In anticipation of its BLA submission for ABP 501, Amgen filed two inter partes review (“IPR”) petitions with the Patent Trials and Appeals Board (“PTAB”) on June 26, 2015.  These petitions seek to invalidate two of AbbVie’s Humira®‒related patents.  A decision as to whether the PTAB will institute these IPRs is expected at the end of this month.

Amgen’s ABP 501 BLA includes analytical, clinical, and pharmacokinetic data.  Earlier this year, Amgen completed phase III comparative efficacy and safety studies in patients with moderate-to-severe plaque psoriasis and moderate-to-severe rheumatoid arthritis.  Amgen used the results of these studies to argue: (1) ABP 501 has a safety profile that is comparable to Humira® and (2) ABP 501 is clinically equivalent to Humira®. 
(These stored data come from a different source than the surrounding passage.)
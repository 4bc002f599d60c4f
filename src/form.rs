//! The three-step registration wizard.
//!
//! Step 1 collects identity (names, phone, gender), step 2 the address and
//! whether children come along, step 3 the children themselves. The wizard
//! only moves forward when the current step validates; moving back is always
//! allowed and clears errors. The final step produces the body for
//! `POST /registrations`.

use std::collections::BTreeMap;
use std::sync::LazyLock;

use regex::Regex;
use uuid::Uuid;

use crate::entities::sea_orm_active_enums::{ChildGender, Gender};
use crate::registrations::{CreateChild, CreateRegistration};

static PHONE_PATTERN: LazyLock<Regex> = LazyLock::new(|| {
    Regex::new(r"^[+]?[(]?[0-9]{1,4}[)]?[-\s.]?[(]?[0-9]{1,4}[)]?[-\s.]?[0-9]{1,9}$")
        .expect("phone pattern should compile")
});

pub const MAX_CHILD_AGE: i32 = 18;

/// Loose international phone shape: optional `+`, up to two bracketed or
/// separated groups of 1-4 digits, then 1-9 digits.
pub fn is_valid_phone(phone: &str) -> bool {
    PHONE_PATTERN.is_match(phone)
}

#[derive(Debug, Clone, Copy, PartialEq, Eq, PartialOrd, Ord)]
pub enum Step {
    Identity = 1,
    Household = 2,
    Children = 3,
}

impl Step {
    fn next(self) -> Self {
        match self {
            Step::Identity => Step::Household,
            Step::Household | Step::Children => Step::Children,
        }
    }

    fn previous(self) -> Self {
        match self {
            Step::Identity | Step::Household => Step::Identity,
            Step::Children => Step::Household,
        }
    }
}

#[derive(Debug, Clone, Default, PartialEq, Eq)]
pub struct ChildEntry {
    pub id: String,
    pub name: String,
    pub gender: Option<ChildGender>,
    /// Raw text as typed; parsed on validation.
    pub age: String,
}

#[derive(Debug, Clone, Default, PartialEq, Eq)]
pub struct FormData {
    pub first_name: String,
    pub last_name: String,
    pub phone: String,
    pub gender: Option<Gender>,
    pub address: String,
    has_children: bool,
    children: Vec<ChildEntry>,
}

impl FormData {
    pub fn has_children(&self) -> bool {
        self.has_children
    }

    pub fn children(&self) -> &[ChildEntry] {
        &self.children
    }
}

#[derive(Debug, Clone, Default, PartialEq, Eq)]
pub struct ChildErrors {
    pub name: Option<&'static str>,
    pub gender: Option<&'static str>,
    pub age: Option<&'static str>,
}

impl ChildErrors {
    fn is_empty(&self) -> bool {
        self.name.is_none() && self.gender.is_none() && self.age.is_none()
    }
}

#[derive(Debug, Clone, Default, PartialEq, Eq)]
pub struct FormErrors {
    pub first_name: Option<&'static str>,
    pub last_name: Option<&'static str>,
    pub phone: Option<&'static str>,
    pub gender: Option<&'static str>,
    pub address: Option<&'static str>,
    pub has_children: Option<&'static str>,
    /// Keyed by the child's position in the list.
    pub children: BTreeMap<usize, ChildErrors>,
}

impl FormErrors {
    pub fn is_empty(&self) -> bool {
        self.first_name.is_none()
            && self.last_name.is_none()
            && self.phone.is_none()
            && self.gender.is_none()
            && self.address.is_none()
            && self.has_children.is_none()
            && self.children.is_empty()
    }

    fn merge(&mut self, other: FormErrors) {
        self.first_name = self.first_name.or(other.first_name);
        self.last_name = self.last_name.or(other.last_name);
        self.phone = self.phone.or(other.phone);
        self.gender = self.gender.or(other.gender);
        self.address = self.address.or(other.address);
        self.has_children = self.has_children.or(other.has_children);
        self.children.extend(other.children);
    }
}

pub fn validate_step(data: &FormData, step: Step) -> FormErrors {
    let mut errors = FormErrors::default();
    match step {
        Step::Identity => {
            if data.first_name.trim().is_empty() {
                errors.first_name = Some("First name is required");
            }
            if data.last_name.trim().is_empty() {
                errors.last_name = Some("Last name is required");
            }
            if data.phone.trim().is_empty() {
                errors.phone = Some("Phone is required");
            } else if !is_valid_phone(&data.phone) {
                errors.phone = Some("Phone number is not valid");
            }
            if data.gender.is_none() {
                errors.gender = Some("Select a gender");
            }
        }
        Step::Household => {
            if data.address.trim().is_empty() {
                errors.address = Some("Address is required");
            }
        }
        Step::Children if data.has_children => {
            if data.children.is_empty() {
                errors.has_children = Some("Add at least one child");
            }
            for (idx, child) in data.children.iter().enumerate() {
                let child_errors = validate_child(child);
                if !child_errors.is_empty() {
                    errors.children.insert(idx, child_errors);
                }
            }
        }
        Step::Children => {}
    }
    errors
}

fn validate_child(child: &ChildEntry) -> ChildErrors {
    let mut errors = ChildErrors::default();
    if child.name.trim().is_empty() {
        errors.name = Some("Name is required");
    }
    if child.gender.is_none() {
        errors.gender = Some("Gender is required");
    }
    match child.age.trim().parse::<i32>() {
        Ok(age) if (0..=MAX_CHILD_AGE).contains(&age) => {}
        _ => errors.age = Some("Age must be between 0 and 18"),
    }
    errors
}

#[derive(Debug, Clone, PartialEq, Eq)]
pub enum ChildField {
    Name(String),
    Gender(Option<ChildGender>),
    Age(String),
}

#[derive(Debug, thiserror::Error, PartialEq, Eq)]
pub enum SubmitError {
    #[error("the form can only be submitted from the last step")]
    NotOnFinalStep,

    #[error("the form has validation errors")]
    Invalid(FormErrors),
}

#[derive(Debug, Clone)]
pub struct RegistrationForm {
    step: Step,
    data: FormData,
    errors: FormErrors,
}

impl Default for RegistrationForm {
    fn default() -> Self {
        Self::new()
    }
}

impl RegistrationForm {
    pub fn new() -> Self {
        Self {
            step: Step::Identity,
            data: FormData::default(),
            errors: FormErrors::default(),
        }
    }

    pub fn step(&self) -> Step {
        self.step
    }

    pub fn data(&self) -> &FormData {
        &self.data
    }

    pub fn data_mut(&mut self) -> &mut FormData {
        &mut self.data
    }

    pub fn errors(&self) -> &FormErrors {
        &self.errors
    }

    /// Advances when the current step validates. Returns whether it moved.
    pub fn next(&mut self) -> bool {
        self.errors = validate_step(&self.data, self.step);
        if !self.errors.is_empty() {
            return false;
        }
        self.step = self.step.next();
        true
    }

    pub fn back(&mut self) {
        self.step = self.step.previous();
        self.errors = FormErrors::default();
    }

    /// Turning the flag off discards any children already entered.
    pub fn set_has_children(&mut self, has_children: bool) {
        self.data.has_children = has_children;
        if !has_children {
            self.data.children.clear();
            self.errors.children.clear();
        }
    }

    pub fn add_child(&mut self) -> String {
        let id = Uuid::new_v4().to_string();
        self.data.children.push(ChildEntry {
            id: id.clone(),
            ..Default::default()
        });
        id
    }

    /// Errors on later children shift down with them.
    pub fn remove_child(&mut self, id: &str) {
        let Some(index) = self.data.children.iter().position(|c| c.id == id) else {
            return;
        };
        self.data.children.remove(index);
        self.errors.children = std::mem::take(&mut self.errors.children)
            .into_iter()
            .filter(|(i, _)| *i != index)
            .map(|(i, errors)| if i > index { (i - 1, errors) } else { (i, errors) })
            .collect();
    }

    pub fn update_child(&mut self, id: &str, field: ChildField) {
        let Some(child) = self.data.children.iter_mut().find(|c| c.id == id) else {
            return;
        };
        match field {
            ChildField::Name(name) => child.name = name,
            ChildField::Gender(gender) => child.gender = gender,
            ChildField::Age(age) => child.age = age,
        }
    }

    /// Re-validates every step and builds the create request.
    pub fn submit(&mut self) -> Result<CreateRegistration, SubmitError> {
        if self.step != Step::Children {
            return Err(SubmitError::NotOnFinalStep);
        }

        let mut errors = FormErrors::default();
        for step in [Step::Identity, Step::Household, Step::Children] {
            errors.merge(validate_step(&self.data, step));
        }
        self.errors = errors.clone();
        if !errors.is_empty() {
            return Err(SubmitError::Invalid(errors));
        }

        let data = &self.data;
        let gender = data.gender.unwrap_or(Gender::Other);
        Ok(CreateRegistration {
            first_name: Some(data.first_name.trim().to_string()),
            last_name: Some(data.last_name.trim().to_string()),
            phone: Some(data.phone.trim().to_string()),
            gender: Some(gender_input(gender).to_string()),
            address: Some(data.address.trim().to_string()),
            has_children: Some(data.has_children),
            children: Some(
                data.children
                    .iter()
                    .map(|child| CreateChild {
                        name: Some(child.name.trim().to_string()),
                        gender: child
                            .gender
                            .map(|g| child_gender_input(g).to_string()),
                        age: child.age.trim().parse::<i32>().ok().map(Into::into),
                    })
                    .collect(),
            ),
            qr_code: None,
        })
    }
}

fn gender_input(gender: Gender) -> &'static str {
    match gender {
        Gender::Male => "male",
        Gender::Female => "female",
        Gender::Other => "other",
    }
}

fn child_gender_input(gender: ChildGender) -> &'static str {
    match gender {
        ChildGender::Male => "male",
        ChildGender::Female => "female",
    }
}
It is currently unclear how Amgen will handle its ABP 501 BLA submission.  First, Amgen has not stated whether it will seek an interchangeable designation.  Second, Amgen has not commented on whether it will take part in the “patent dance.”  As a BLA applicant, Amgen may now have a different view regarding the need to follow these provisions, particularly since the Federal Circuit held some provisions are optional.  Third, Humira® is approved for several indications.  At this point, Amgen has only submitted comparative data to the FDA for two of the approved indications.  Amgen may try to seek approval for the other indications through extrapolation from the provided data.  Alternatively, Amgen may maintain a more narrowly-tailored approach, focusing on moderate-to-severe plaque psoriasis and moderate-to-severe rheumatoid arthritis.   

Additionally, it is still unknown whether either Amgen or Sandoz will file a petition for ceritorari to the Supreme Court regarding the Federal Circuit’s holding and whether this would have any impact on Amgen’s strategy regarding its own ABP 501 BLA submission. 

K&L Gates will continue to monitor Amgen’s ABP 501 BLA submission and IPRs directed to two of AbbVie’s Humira®-related patents to see what developments may arise.

This publication/newsletter is for informational purposes and does not contain or convey legal advice. The information herein should not be used or relied upon in regard to any particular facts or circumstances without first consulting a lawyer. Any views expressed herein are those of the author(s) and not necessarily those of the law firm's clients.